[Saved entries]
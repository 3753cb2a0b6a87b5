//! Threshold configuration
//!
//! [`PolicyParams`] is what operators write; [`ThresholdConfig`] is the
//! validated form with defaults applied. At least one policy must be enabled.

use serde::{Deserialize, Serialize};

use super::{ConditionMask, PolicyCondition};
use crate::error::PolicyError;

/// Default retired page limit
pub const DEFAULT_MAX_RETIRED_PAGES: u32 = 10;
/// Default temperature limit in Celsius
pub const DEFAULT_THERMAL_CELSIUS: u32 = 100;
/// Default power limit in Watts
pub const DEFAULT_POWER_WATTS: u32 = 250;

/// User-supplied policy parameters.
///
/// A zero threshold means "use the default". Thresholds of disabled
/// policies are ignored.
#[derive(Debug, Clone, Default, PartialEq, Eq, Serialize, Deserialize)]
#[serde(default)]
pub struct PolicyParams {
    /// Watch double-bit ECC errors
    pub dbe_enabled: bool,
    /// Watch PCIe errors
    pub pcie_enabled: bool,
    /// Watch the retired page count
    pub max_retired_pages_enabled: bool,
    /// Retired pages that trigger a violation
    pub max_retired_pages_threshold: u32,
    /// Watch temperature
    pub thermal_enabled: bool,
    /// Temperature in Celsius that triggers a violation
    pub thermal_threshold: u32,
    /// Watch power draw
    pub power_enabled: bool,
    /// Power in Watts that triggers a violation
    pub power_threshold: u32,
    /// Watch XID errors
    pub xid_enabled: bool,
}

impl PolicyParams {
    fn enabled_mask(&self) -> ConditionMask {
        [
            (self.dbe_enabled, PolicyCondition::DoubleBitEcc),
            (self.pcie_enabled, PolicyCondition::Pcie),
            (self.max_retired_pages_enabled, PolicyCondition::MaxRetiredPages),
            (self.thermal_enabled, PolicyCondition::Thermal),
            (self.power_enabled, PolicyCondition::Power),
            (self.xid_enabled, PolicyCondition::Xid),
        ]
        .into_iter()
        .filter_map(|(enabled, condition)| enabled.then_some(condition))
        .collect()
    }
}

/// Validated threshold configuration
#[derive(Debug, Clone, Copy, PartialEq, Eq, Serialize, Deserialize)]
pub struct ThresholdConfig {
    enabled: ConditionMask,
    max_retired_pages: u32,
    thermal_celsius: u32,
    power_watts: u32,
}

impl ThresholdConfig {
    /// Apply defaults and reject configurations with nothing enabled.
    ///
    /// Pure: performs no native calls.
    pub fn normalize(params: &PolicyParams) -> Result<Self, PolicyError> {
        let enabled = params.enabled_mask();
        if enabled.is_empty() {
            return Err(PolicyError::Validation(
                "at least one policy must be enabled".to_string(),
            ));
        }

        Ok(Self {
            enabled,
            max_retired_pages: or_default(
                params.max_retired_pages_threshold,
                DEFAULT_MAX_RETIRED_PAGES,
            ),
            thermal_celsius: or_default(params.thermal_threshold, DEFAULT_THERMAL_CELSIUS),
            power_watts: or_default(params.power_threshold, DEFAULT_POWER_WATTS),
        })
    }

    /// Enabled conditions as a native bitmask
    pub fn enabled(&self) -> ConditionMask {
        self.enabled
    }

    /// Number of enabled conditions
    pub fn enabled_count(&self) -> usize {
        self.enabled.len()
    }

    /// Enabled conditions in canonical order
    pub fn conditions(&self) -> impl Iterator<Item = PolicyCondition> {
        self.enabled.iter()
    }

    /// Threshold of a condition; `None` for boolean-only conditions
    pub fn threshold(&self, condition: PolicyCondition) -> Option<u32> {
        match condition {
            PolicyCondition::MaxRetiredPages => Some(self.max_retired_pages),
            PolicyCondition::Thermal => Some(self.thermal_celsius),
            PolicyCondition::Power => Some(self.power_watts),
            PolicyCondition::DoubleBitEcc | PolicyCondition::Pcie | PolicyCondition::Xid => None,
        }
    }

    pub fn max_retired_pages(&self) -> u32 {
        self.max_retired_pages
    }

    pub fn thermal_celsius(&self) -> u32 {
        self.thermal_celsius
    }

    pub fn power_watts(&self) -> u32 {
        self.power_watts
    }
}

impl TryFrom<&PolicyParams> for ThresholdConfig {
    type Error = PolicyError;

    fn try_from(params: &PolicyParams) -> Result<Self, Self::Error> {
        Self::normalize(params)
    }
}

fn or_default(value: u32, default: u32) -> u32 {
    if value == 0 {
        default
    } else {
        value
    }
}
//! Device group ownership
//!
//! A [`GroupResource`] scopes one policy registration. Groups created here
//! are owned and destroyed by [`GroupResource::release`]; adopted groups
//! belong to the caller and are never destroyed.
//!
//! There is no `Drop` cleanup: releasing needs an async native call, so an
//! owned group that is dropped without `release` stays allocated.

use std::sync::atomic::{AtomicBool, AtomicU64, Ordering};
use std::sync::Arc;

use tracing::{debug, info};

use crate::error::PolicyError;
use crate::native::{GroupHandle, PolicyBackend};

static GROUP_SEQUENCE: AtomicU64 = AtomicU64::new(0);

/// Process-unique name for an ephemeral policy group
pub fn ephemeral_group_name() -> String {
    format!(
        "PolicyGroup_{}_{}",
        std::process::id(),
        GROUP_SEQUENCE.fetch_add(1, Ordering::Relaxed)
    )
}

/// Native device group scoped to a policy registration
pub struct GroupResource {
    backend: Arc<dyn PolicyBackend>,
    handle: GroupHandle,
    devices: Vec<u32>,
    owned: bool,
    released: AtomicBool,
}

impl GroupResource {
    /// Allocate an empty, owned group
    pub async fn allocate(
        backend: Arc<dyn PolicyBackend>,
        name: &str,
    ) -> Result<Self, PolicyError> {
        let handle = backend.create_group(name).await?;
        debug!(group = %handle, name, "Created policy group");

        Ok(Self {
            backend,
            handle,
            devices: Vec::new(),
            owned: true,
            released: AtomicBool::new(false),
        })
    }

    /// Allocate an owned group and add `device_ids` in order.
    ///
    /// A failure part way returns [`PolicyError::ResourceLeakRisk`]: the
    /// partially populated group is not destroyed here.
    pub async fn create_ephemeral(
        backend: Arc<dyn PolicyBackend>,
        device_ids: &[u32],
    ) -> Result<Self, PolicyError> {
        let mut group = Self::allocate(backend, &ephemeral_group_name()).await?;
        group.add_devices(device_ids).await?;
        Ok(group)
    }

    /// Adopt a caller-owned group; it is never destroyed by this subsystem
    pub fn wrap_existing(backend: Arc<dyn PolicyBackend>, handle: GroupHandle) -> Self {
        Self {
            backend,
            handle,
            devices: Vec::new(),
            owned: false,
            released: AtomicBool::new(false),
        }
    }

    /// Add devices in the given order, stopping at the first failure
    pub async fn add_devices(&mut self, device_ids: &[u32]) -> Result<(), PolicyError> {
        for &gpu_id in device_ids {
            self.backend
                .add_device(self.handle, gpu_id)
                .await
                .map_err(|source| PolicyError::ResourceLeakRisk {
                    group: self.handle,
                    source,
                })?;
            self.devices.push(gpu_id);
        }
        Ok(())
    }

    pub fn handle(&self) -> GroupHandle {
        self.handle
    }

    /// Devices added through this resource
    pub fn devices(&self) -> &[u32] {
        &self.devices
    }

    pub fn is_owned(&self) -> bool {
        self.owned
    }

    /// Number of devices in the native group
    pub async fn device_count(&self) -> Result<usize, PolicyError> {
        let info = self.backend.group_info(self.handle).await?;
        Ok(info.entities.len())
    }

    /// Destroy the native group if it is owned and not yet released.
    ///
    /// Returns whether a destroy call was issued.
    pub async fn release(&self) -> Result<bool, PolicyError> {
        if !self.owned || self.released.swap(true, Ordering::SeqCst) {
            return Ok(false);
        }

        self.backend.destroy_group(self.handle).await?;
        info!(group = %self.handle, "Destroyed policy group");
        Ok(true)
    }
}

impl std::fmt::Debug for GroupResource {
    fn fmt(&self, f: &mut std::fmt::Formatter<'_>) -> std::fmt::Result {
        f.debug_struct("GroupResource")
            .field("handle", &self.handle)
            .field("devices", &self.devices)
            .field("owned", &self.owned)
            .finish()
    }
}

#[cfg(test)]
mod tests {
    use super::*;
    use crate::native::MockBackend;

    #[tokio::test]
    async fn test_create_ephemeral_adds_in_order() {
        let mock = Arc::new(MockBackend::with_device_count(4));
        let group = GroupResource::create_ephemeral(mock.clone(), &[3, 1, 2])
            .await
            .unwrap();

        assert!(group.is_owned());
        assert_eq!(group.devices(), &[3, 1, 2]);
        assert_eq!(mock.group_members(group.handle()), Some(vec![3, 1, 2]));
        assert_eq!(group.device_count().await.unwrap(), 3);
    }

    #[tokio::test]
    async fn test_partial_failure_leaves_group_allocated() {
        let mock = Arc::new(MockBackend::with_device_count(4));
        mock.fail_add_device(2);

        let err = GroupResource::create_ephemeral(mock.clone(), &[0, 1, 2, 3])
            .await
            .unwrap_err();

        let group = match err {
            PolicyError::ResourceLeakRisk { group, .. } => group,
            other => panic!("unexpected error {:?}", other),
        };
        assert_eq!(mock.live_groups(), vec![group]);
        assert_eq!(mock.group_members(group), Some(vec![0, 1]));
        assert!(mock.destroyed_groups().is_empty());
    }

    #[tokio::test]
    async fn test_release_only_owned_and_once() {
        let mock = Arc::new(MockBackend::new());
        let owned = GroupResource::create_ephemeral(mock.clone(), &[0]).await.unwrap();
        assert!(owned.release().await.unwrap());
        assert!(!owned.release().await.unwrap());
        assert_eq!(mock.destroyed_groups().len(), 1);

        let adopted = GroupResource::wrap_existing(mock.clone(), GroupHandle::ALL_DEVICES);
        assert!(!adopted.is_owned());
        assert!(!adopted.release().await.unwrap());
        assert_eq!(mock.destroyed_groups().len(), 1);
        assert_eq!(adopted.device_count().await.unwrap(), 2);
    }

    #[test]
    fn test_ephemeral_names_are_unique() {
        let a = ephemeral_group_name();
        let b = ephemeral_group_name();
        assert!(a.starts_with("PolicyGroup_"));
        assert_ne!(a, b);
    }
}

• [TASK DETAILS]: Collect every line from the records above that contains the word "this".

• [COMPLETED TASK]:
    /// Adopt a caller-owned group; it is never destroyed by this subsystem
    /// Devices added through this resource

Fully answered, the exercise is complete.